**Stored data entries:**
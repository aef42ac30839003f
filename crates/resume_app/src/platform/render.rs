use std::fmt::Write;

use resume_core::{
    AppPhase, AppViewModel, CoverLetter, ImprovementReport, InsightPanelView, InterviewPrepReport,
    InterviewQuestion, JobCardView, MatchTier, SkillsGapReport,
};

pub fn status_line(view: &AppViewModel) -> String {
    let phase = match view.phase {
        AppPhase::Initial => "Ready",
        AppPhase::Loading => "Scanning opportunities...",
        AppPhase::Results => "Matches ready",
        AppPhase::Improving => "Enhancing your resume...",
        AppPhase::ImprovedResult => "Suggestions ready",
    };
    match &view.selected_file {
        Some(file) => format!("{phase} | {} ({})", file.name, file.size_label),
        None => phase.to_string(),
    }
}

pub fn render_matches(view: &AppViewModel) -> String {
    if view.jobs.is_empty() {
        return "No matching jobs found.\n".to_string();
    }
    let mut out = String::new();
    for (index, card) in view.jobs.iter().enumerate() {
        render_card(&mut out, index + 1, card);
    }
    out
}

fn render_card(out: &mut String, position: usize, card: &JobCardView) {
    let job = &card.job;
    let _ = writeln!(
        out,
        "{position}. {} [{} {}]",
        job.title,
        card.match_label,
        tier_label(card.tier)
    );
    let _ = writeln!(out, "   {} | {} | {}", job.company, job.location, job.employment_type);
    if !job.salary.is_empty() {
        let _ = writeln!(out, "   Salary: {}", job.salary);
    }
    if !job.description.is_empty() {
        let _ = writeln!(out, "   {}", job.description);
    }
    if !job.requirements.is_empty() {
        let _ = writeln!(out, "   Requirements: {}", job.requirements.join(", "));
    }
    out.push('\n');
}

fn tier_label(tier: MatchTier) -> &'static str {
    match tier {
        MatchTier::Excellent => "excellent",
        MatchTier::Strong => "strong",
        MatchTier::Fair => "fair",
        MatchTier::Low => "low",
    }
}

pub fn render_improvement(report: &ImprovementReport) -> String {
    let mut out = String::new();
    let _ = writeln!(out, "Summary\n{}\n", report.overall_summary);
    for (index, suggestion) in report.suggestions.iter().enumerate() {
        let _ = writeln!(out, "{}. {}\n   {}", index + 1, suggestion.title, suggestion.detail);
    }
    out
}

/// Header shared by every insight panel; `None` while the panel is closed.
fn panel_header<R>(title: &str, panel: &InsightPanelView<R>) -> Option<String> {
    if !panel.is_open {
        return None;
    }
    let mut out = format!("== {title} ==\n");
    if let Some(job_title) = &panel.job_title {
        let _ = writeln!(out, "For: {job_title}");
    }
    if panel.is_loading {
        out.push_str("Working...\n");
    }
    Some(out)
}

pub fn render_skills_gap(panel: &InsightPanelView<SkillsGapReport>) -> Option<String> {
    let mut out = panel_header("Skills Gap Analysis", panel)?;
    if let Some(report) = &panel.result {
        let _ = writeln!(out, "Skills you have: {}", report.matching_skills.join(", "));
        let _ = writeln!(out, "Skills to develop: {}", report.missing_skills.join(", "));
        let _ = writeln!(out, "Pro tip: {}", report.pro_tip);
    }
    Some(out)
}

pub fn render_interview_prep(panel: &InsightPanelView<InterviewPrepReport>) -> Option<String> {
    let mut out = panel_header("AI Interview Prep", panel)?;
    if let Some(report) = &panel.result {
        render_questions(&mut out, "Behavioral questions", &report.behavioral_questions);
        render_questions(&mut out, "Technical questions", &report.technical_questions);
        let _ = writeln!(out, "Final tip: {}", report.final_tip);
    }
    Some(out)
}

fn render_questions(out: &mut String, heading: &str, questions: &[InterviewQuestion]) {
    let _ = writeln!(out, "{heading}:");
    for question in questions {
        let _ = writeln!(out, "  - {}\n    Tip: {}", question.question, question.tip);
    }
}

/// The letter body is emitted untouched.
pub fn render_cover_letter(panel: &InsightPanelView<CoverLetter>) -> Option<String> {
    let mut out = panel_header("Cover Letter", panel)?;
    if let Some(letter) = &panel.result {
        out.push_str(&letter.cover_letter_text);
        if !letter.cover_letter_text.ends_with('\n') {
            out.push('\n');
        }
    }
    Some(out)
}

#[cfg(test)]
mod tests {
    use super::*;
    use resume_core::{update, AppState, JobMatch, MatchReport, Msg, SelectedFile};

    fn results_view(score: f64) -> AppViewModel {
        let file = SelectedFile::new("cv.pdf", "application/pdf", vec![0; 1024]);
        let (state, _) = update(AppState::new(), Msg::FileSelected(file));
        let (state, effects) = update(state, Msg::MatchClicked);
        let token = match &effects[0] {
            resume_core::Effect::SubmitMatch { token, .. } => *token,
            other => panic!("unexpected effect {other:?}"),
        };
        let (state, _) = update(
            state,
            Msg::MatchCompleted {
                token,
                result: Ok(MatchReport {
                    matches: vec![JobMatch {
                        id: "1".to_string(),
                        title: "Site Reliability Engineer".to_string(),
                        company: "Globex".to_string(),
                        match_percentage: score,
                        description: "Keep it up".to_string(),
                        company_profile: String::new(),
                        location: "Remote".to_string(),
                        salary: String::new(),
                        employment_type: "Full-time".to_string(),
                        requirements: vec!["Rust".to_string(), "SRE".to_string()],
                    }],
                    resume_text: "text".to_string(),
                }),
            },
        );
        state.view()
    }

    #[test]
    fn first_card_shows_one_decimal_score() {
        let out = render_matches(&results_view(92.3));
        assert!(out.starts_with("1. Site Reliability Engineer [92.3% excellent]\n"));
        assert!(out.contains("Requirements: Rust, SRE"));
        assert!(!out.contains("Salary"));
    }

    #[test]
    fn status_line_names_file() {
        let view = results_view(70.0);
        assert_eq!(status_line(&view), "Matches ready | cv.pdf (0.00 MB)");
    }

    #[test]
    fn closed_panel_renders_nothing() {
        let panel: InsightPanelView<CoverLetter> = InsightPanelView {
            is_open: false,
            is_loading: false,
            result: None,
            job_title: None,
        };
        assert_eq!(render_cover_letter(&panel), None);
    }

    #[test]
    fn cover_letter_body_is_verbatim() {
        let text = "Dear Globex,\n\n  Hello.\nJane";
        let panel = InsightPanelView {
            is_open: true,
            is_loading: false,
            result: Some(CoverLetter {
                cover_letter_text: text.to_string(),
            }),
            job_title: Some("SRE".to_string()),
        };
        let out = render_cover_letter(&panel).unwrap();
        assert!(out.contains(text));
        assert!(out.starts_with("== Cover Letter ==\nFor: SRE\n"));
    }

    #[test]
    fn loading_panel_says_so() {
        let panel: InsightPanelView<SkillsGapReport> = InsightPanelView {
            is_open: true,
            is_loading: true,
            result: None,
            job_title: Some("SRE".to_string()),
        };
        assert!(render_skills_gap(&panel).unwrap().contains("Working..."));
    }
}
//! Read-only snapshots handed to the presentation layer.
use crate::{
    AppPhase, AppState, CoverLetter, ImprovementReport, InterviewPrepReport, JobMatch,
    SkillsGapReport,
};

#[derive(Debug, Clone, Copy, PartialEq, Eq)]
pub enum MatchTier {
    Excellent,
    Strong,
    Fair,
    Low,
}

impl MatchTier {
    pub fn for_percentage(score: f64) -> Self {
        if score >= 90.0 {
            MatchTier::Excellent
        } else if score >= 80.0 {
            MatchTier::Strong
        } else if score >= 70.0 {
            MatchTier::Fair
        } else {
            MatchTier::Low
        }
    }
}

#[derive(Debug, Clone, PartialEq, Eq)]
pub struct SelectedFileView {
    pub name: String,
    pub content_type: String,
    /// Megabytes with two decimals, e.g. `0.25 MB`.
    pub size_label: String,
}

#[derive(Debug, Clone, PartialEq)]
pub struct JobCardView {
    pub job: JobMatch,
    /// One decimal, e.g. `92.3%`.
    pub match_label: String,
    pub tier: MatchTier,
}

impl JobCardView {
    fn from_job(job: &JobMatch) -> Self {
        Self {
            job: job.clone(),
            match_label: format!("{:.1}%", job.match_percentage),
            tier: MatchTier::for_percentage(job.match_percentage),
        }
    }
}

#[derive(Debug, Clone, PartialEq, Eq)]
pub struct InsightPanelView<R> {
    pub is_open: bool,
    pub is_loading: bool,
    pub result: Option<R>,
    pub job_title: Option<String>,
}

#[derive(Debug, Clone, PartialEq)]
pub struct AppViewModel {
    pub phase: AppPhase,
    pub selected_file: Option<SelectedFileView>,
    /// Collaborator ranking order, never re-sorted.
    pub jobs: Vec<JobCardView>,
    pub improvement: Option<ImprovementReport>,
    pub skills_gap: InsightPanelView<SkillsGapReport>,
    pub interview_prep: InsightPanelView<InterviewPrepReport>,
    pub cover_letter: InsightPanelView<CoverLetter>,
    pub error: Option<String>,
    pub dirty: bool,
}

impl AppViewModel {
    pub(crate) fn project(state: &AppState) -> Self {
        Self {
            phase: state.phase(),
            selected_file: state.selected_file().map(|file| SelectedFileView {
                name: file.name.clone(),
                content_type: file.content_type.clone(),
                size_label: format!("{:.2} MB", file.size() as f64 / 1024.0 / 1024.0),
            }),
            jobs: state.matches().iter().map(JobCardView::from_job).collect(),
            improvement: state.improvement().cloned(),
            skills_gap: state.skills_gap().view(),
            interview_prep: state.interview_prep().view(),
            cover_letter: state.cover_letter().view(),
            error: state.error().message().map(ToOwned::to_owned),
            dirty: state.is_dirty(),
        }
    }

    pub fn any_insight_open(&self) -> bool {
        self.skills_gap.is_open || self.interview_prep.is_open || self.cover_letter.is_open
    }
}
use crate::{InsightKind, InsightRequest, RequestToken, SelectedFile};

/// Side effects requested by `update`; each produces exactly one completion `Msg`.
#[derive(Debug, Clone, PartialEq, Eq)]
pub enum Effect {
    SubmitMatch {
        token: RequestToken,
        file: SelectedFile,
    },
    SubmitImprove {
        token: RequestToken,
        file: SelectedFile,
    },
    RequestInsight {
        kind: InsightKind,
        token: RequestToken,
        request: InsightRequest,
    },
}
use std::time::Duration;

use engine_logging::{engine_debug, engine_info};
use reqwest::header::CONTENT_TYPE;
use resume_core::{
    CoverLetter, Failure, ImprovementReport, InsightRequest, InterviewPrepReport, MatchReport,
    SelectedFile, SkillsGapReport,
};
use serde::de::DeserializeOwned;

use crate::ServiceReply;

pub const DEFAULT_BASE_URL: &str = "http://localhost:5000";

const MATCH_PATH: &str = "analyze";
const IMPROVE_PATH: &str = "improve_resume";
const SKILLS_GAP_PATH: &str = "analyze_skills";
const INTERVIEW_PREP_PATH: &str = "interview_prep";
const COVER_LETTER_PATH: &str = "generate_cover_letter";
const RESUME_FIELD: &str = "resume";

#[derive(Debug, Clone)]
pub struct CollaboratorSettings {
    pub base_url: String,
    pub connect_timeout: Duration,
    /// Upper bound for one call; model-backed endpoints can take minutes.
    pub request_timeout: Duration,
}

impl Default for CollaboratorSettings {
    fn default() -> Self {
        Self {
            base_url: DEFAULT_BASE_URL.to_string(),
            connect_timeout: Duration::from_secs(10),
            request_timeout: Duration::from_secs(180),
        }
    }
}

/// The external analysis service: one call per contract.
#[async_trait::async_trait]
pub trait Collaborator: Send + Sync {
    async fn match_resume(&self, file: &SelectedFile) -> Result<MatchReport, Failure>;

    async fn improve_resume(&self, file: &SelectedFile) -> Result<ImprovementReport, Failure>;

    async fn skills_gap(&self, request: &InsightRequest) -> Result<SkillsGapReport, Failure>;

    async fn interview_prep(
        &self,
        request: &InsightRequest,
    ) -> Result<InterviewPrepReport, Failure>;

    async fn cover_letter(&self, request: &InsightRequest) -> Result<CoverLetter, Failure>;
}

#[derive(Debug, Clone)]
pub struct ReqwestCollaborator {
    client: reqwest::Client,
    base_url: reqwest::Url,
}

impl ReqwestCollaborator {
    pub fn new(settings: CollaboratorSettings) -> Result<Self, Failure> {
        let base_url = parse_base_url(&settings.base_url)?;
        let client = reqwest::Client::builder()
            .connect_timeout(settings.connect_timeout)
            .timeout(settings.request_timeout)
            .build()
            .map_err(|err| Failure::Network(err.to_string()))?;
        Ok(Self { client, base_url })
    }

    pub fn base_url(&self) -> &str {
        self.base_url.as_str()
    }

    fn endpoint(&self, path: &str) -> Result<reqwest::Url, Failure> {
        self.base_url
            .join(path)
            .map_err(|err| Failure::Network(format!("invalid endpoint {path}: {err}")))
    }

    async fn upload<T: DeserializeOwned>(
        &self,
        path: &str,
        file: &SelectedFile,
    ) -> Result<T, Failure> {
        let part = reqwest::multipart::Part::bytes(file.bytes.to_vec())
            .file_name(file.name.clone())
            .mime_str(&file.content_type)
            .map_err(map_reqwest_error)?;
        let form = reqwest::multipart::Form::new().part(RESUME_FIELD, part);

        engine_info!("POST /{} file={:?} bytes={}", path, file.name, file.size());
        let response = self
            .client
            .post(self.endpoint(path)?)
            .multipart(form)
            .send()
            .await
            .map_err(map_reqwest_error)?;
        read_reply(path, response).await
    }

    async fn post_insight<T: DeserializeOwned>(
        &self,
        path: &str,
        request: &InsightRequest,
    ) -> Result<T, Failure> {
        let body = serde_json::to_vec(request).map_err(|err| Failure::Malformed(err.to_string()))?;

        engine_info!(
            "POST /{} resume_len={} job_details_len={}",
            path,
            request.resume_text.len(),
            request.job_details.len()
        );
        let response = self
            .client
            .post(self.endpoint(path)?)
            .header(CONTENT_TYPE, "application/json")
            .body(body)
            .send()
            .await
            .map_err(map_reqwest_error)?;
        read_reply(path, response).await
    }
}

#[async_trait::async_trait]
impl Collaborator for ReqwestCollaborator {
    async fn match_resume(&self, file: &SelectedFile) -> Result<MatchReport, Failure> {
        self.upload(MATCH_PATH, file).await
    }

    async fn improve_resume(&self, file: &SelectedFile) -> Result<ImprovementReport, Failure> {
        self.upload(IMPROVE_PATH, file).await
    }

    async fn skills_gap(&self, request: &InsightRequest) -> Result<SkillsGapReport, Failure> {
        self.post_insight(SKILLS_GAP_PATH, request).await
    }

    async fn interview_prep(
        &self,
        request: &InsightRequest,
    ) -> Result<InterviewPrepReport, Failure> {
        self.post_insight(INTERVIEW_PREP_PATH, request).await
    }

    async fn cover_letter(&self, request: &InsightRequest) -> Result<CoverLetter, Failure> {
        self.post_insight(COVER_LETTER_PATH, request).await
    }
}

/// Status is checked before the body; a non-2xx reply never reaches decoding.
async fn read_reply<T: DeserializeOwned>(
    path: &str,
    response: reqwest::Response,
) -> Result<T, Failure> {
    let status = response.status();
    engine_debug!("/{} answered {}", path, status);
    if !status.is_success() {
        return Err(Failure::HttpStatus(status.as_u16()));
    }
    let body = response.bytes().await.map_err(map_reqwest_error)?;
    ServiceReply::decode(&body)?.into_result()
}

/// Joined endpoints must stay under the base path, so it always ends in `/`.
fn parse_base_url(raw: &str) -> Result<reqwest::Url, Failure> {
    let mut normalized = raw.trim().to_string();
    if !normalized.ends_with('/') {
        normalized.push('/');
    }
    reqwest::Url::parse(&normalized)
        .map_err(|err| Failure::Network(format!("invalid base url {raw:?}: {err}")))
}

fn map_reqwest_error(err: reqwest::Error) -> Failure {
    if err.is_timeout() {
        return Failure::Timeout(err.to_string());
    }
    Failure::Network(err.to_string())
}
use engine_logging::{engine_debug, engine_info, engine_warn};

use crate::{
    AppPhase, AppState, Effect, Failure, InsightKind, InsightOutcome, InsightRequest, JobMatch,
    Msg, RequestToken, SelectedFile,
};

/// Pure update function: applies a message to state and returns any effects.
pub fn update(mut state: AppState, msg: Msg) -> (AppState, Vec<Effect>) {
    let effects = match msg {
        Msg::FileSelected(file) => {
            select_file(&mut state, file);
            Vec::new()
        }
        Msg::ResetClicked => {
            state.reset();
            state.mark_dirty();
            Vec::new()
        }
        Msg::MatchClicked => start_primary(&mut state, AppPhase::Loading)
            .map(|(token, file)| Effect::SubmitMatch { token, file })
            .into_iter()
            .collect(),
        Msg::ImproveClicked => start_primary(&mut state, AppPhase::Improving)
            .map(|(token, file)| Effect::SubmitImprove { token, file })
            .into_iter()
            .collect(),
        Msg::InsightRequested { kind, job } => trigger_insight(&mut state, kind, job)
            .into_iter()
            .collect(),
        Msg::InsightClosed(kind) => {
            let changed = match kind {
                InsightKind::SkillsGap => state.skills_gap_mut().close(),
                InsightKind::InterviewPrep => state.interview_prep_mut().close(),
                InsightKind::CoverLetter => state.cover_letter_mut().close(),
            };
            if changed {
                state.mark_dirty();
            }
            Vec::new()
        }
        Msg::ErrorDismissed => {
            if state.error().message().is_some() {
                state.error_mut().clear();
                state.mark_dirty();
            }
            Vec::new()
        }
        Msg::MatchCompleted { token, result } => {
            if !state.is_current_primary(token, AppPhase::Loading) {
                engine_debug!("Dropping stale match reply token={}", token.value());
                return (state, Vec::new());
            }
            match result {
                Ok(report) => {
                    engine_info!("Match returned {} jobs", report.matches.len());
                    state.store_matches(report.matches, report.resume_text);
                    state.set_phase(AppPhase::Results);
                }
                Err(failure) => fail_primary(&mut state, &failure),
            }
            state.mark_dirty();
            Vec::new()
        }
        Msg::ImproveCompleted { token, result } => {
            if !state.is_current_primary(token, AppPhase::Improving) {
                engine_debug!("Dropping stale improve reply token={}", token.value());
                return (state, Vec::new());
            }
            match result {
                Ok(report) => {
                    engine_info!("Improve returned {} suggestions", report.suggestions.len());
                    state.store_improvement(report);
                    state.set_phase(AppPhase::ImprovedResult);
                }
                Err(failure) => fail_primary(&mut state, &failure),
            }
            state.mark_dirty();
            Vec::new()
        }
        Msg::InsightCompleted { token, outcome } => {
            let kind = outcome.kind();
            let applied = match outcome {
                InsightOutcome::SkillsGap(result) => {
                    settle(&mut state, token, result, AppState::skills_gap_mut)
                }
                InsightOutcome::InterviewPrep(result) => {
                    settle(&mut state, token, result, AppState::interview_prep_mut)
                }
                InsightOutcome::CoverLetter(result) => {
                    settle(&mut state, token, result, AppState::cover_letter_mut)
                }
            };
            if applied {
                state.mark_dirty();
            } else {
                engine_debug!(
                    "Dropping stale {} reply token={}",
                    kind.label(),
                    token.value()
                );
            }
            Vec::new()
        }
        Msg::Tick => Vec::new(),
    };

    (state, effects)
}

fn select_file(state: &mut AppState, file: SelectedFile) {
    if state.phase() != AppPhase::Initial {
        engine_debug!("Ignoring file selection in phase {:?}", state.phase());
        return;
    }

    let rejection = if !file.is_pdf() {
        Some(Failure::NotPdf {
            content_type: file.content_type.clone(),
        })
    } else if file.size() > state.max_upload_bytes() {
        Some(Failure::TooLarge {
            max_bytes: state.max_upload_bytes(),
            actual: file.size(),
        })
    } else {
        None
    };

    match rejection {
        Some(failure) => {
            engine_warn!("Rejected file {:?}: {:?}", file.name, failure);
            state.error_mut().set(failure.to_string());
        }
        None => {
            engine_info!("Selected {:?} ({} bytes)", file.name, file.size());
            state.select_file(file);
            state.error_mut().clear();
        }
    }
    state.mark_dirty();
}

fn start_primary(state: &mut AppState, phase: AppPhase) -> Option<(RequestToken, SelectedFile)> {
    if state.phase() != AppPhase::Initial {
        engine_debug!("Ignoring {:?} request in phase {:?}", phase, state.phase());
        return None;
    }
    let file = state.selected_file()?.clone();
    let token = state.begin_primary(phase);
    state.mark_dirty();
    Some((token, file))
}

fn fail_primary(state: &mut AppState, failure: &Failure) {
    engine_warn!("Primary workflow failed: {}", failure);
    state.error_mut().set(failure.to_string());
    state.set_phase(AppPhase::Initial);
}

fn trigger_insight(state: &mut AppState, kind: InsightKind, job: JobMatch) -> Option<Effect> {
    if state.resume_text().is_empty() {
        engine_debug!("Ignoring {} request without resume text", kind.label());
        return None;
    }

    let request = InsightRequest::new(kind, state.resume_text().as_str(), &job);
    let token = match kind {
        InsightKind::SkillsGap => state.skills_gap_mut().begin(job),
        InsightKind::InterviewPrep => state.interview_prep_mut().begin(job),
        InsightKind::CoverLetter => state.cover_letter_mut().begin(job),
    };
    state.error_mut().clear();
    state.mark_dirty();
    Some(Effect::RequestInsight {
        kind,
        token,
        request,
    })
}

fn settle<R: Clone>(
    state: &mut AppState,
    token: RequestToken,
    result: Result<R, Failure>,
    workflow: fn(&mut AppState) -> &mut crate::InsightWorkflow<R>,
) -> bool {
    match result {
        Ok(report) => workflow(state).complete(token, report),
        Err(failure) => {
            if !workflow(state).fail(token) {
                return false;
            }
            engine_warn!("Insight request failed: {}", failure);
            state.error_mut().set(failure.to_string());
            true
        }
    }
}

**Directions:** Search the entries above for the string "InsightPanelView". Copy each line in which it appears.

**Answer:**
    AppPhase, AppViewModel, CoverLetter, ImprovementReport, InsightPanelView, InterviewPrepReport,
fn panel_header<R>(title: &str, panel: &InsightPanelView<R>) -> Option<String> {
pub fn render_skills_gap(panel: &InsightPanelView<SkillsGapReport>) -> Option<String> {
pub fn render_interview_prep(panel: &InsightPanelView<InterviewPrepReport>) -> Option<String> {
pub fn render_cover_letter(panel: &InsightPanelView<CoverLetter>) -> Option<String> {
        let panel: InsightPanelView<CoverLetter> = InsightPanelView {
        let panel = InsightPanelView {
        let panel: InsightPanelView<SkillsGapReport> = InsightPanelView {
pub struct InsightPanelView<R> {
    pub skills_gap: InsightPanelView<SkillsGapReport>,
    pub interview_prep: InsightPanelView<InterviewPrepReport>,
    pub cover_letter: InsightPanelView<CoverLetter>,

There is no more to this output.